Günümüzde insanların beslenme alışkanlıkları yüz yıl ve tabi daha da öncesine göre çok farklı. Hastalıklar da buna göre farklılık gösteriyor. Yavuz Dizdar; Yemezler adlı kitabında bu farklılıkların üzerinden giderek çok çarpıcı gerçeklere ulaşıyor. Bu gerçeklere ulaşırken de bilim adamı olduğu gerçeğinden uzaklaşmıyor. Konularla ilgili makaleleri tarıyor, araştırmaları inceliyor. Hacimli bir eser meydana getirerek istifademize sunuyor sonra.

Kitabın birinci bölümü; akademi ile endüstrinin işbirliğinin ne kadar tehlikeli olduğunu anlatıyor. Kapitalizmin vahşi kazanma isteği her türlü ahlaki değeri yok sayıyorken, gıda sanayi insanların sağlığından ziyade daha çok kazanmayı hedefliyorken bilim, bu kompozisyona girince ortaya yıkım çıkıyor. Beslenmenin genel felsefesinin anlatıldığı ikinci bölüm özet bir beslenme dersi veriyor okuyucuya. Yağ nedir, protein nedir, vücudun ihtiyacı nelerdir gibi. Sonrasında temel konular başlıyor. Bakalım nelermiş.

Yaşam süresini uzatan tek yöntem kalori kısıtlamasıymış. Ne kadar az kalori alırsanız o kadar uzun yaşıyorsunuz yani.

Besinleri ne kadar az pişmiş tüketirseniz o kadar iyi. Canlıyken yiyin diyor, ne kadar az pişerse o kadar faydalıymış gıdalar.

Taze sebze ve meyveler, mayalanmış ürünler (işlemden geçmemiş sütten yoğurt, kefir) bakliyat, hububat ve doğal beslenmiş hayvanın eti.

Beslenme mevsimine uygun olmalıdır. Beslenme aynı zamanda yerel olmalıdır. Yaşanan yerde üretilen ürünler mevsiminde ve olgun halde tüketilmeli.

Yiyilen her şey kendi haline bırakıldığı zaman doğal yollarla bozulabiliyor olmalı.

Endüstriyel gıdadaki ana sorunlardan biri tokluk hissi oluşturmaması ya da açlık hissinin daha çabuk ortaya çıkmasına neden olmasıdır. Bu durum sadece endüstriyel gıdanın daha rafine olmasıyla ilişkili görünmektedir.

İşlemden geçmemiş yoğurt, kefir ya da boza gibi gıdalar kalınbağırsakların sağlığının korunabilmesi için ciddi bir gereksinimdir.

İyi yemek ağır ağır pişendir.
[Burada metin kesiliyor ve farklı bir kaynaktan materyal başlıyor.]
//! Session state and the view controller.
//!
//! `AppState` is the single owner of everything a session knows: the active
//! screen, the current plan, the recipe cache and the shopping list. Screens
//! only change it through the methods below.

use tracing::{debug, info};

use crate::api_connection::connection::ChatBackend;
use crate::gateway::GenerationGateway;
use crate::model::{
    is_selectable_meal, CheckedItems, MealPlan, Recipe, RecipeBook, SavedMealPlan, ShoppingList,
    UserPreferences,
};
use crate::storage::PlanStore;

#[derive(Debug, Clone, Copy, PartialEq, Eq, Default)]
pub enum View {
    #[default]
    Planner,
    ShoppingList,
    SavedPlans,
}

impl View {
    pub const ALL: [View; 3] = [View::Planner, View::ShoppingList, View::SavedPlans];

    pub fn title(self) -> &'static str {
        match self {
            View::Planner => "Meal Planner",
            View::ShoppingList => "Shopping List",
            View::SavedPlans => "Saved Plans",
        }
    }
}

/// What the shopping list screen can show.
#[derive(Debug, PartialEq, Eq)]
pub enum ShoppingScreen<'a> {
    /// No plan yet, so there is nothing to generate from.
    NoPlan,
    Ready {
        list: Option<&'a ShoppingList>,
        checked: &'a CheckedItems,
    },
}

/// Outcome of opening a meal's recipe.
#[derive(Debug, PartialEq, Eq)]
pub enum RecipeLookup<'a> {
    Found(&'a Recipe),
    /// Blank or leftover slot: nothing to look up.
    Unavailable,
    /// The request failed; the message is also shown on the active screen.
    Failed(String),
}

impl<'a> RecipeLookup<'a> {
    pub fn recipe(self) -> Option<&'a Recipe> {
        match self {
            RecipeLookup::Found(recipe) => Some(recipe),
            _ => None,
        }
    }
}

#[derive(Debug, Default)]
pub struct AppState {
    view: View,
    preferences: UserPreferences,
    meal_plan: Option<MealPlan>,
    recipes: RecipeBook,
    shopping_list: Option<ShoppingList>,
    checked_items: CheckedItems,
    planner_error: Option<String>,
    shopping_error: Option<String>,
    saved_error: Option<String>,
    plan_saved: bool,
}

impl AppState {
    pub fn new() -> Self {
        Self::default()
    }

    pub fn view(&self) -> View {
        self.view
    }

    pub fn navigate(&mut self, view: View) {
        debug!(from = ?self.view, to = ?view, "navigate");
        self.view = view;
    }

    pub fn preferences(&self) -> &UserPreferences {
        &self.preferences
    }

    pub fn preferences_mut(&mut self) -> &mut UserPreferences {
        &mut self.preferences
    }

    pub fn meal_plan(&self) -> Option<&MealPlan> {
        self.meal_plan.as_ref()
    }

    pub fn recipes(&self) -> &RecipeBook {
        &self.recipes
    }

    pub fn cached_recipe(&self, meal_name: &str) -> Option<&Recipe> {
        self.recipes.get(meal_name)
    }

    pub fn shopping_list(&self) -> Option<&ShoppingList> {
        self.shopping_list.as_ref()
    }

    pub fn shopping_screen(&self) -> ShoppingScreen<'_> {
        match self.meal_plan {
            None => ShoppingScreen::NoPlan,
            Some(_) => ShoppingScreen::Ready {
                list: self.shopping_list.as_ref(),
                checked: &self.checked_items,
            },
        }
    }

    pub fn toggle_checked(&mut self, item: &str) -> bool {
        self.checked_items.toggle(item)
    }

    pub fn error(&self, view: View) -> Option<&str> {
        match view {
            View::Planner => self.planner_error.as_deref(),
            View::ShoppingList => self.shopping_error.as_deref(),
            View::SavedPlans => self.saved_error.as_deref(),
        }
    }

    pub fn dismiss_error(&mut self, view: View) {
        *self.error_slot(view) = None;
    }

    fn error_slot(&mut self, view: View) -> &mut Option<String> {
        match view {
            View::Planner => &mut self.planner_error,
            View::ShoppingList => &mut self.shopping_error,
            View::SavedPlans => &mut self.saved_error,
        }
    }

    /// Set right after a save, cleared by the next plan change.
    pub fn plan_saved(&self) -> bool {
        self.plan_saved
    }

    /// Installs a brand-new plan. The recipe cache and shopping list belong to
    /// the old plan and are dropped.
    fn replace_plan(&mut self, plan: MealPlan, recipes: RecipeBook) {
        self.meal_plan = Some(plan);
        self.recipes = recipes;
        self.shopping_list = None;
        self.checked_items.clear();
        self.plan_saved = false;
    }

    /// On failure the previous plan and cache are kept and the planner shows the error.
    pub async fn generate_plan<B: ChatBackend>(
        &mut self,
        gateway: &GenerationGateway<B>,
    ) -> Option<&MealPlan> {
        self.planner_error = None;
        let result = gateway.request_meal_plan(&self.preferences).await;
        match result {
            Ok(plan) => {
                self.replace_plan(plan, RecipeBook::new());
                self.meal_plan.as_ref()
            }
            Err(err) => {
                self.planner_error = Some(err.to_string());
                None
            }
        }
    }

    /// Cached recipes never reach the gateway. Unselectable names (blank,
    /// leftovers) are `Unavailable` and leave every error slot alone. A failure
    /// is reported on whichever screen asked.
    pub async fn recipe<B: ChatBackend>(
        &mut self,
        gateway: &GenerationGateway<B>,
        meal_name: &str,
    ) -> RecipeLookup<'_> {
        if !is_selectable_meal(meal_name) {
            return RecipeLookup::Unavailable;
        }
        if self.recipes.contains_key(meal_name) {
            debug!(meal = meal_name, "recipe cache hit");
            return self
                .recipes
                .get(meal_name)
                .map_or(RecipeLookup::Unavailable, RecipeLookup::Found);
        }

        let view = self.view;
        *self.error_slot(view) = None;
        let result = gateway.request_recipe_details(meal_name).await;
        match result {
            Ok(recipe) => {
                let recipe = self.recipes.entry(meal_name.to_string()).or_insert(recipe);
                RecipeLookup::Found(recipe)
            }
            Err(err) => {
                let message = err.to_string();
                *self.error_slot(view) = Some(message.clone());
                RecipeLookup::Failed(message)
            }
        }
    }

    /// Returns `None` with no error when there is no plan yet. A failure keeps
    /// whatever list was there before.
    pub async fn generate_shopping_list<B: ChatBackend>(
        &mut self,
        gateway: &GenerationGateway<B>,
    ) -> Option<&ShoppingList> {
        let plan = self.meal_plan.as_ref()?;
        self.shopping_error = None;
        let result = gateway.request_shopping_list(plan).await;
        match result {
            Ok(list) => {
                self.shopping_list = Some(list);
                self.checked_items.clear();
                self.shopping_list.as_ref()
            }
            Err(err) => {
                self.shopping_error = Some(err.to_string());
                None
            }
        }
    }

    /// Snapshots the current plan and recipes. `None` when there is no plan or
    /// the write failed; the failure is shown on the planner.
    pub fn save_current(&mut self, store: &PlanStore) -> Option<SavedMealPlan> {
        let plan = self.meal_plan.as_ref()?;
        match store.save_plan(plan, &self.recipes) {
            Ok(saved) => {
                self.plan_saved = true;
                Some(saved)
            }
            Err(err) => {
                self.planner_error = Some(format!("Failed to save plan: {}", err));
                None
            }
        }
    }

    /// Newest first, the way the saved plans screen lists them.
    pub fn saved_plans_newest_first(&self, store: &PlanStore) -> Vec<SavedMealPlan> {
        let mut plans = store.list_saved_plans();
        plans.reverse();
        plans
    }

    /// Replaces plan and cache wholesale, then returns to the planner.
    pub fn load_saved(&mut self, saved: SavedMealPlan) {
        info!(id = %saved.id, recipes = saved.recipes.len(), "loading saved plan");
        self.replace_plan(saved.plan, saved.recipes);
        self.planner_error = None;
        self.navigate(View::Planner);
    }

    /// `Some(removed)` once the record is written, `None` when the write failed.
    pub fn delete_saved(&mut self, store: &PlanStore, id: &str) -> Option<bool> {
        self.saved_error = None;
        match store.delete_plan(id) {
            Ok(removed) => Some(removed),
            Err(err) => {
                self.saved_error = Some(format!("Failed to delete plan: {}", err));
                None
            }
        }
    }
}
Hız ve beslenme ne olursa olsun bir arada olmamalıdır.

Kedi bile işlenmiş salamı, sosisi, sütü içmez.

Marketlerden alışveriş yapmayın, işlenmiş gıdayı evinize sokmayın. Çocuklarınıza miras olarak beslenme kültürü bırakmaya çaba gösterin.

Raf ömrü yüksek gıdadan kaçın, hatta bir ürünün son kullanma tarihi varsa doğrudan uzaklaşın ondan.

Kollajen vücut için olmazsa olmazlardan biridir. Doğal beslenmeyen hayvanların etini yiyerek kollajen miktarını artıramazsınız. Doğal tavuk, doğal et sağlar ihtiyacınızı. Kemik suyuna çorba, tavuk suyuna çorba, kapama, paça yiyin.

GDO asrın felaketlerinden biridir. GDO’lu ürün tüketmek, GDO’lu yemle beslenmiş hayvanın etini yemek, kanseri davet etmektir.

Köy tavuğu, köy yumurtası bulabiliyorsanız yiyin. Bulamıyorsanız uzak durun, gerek yok.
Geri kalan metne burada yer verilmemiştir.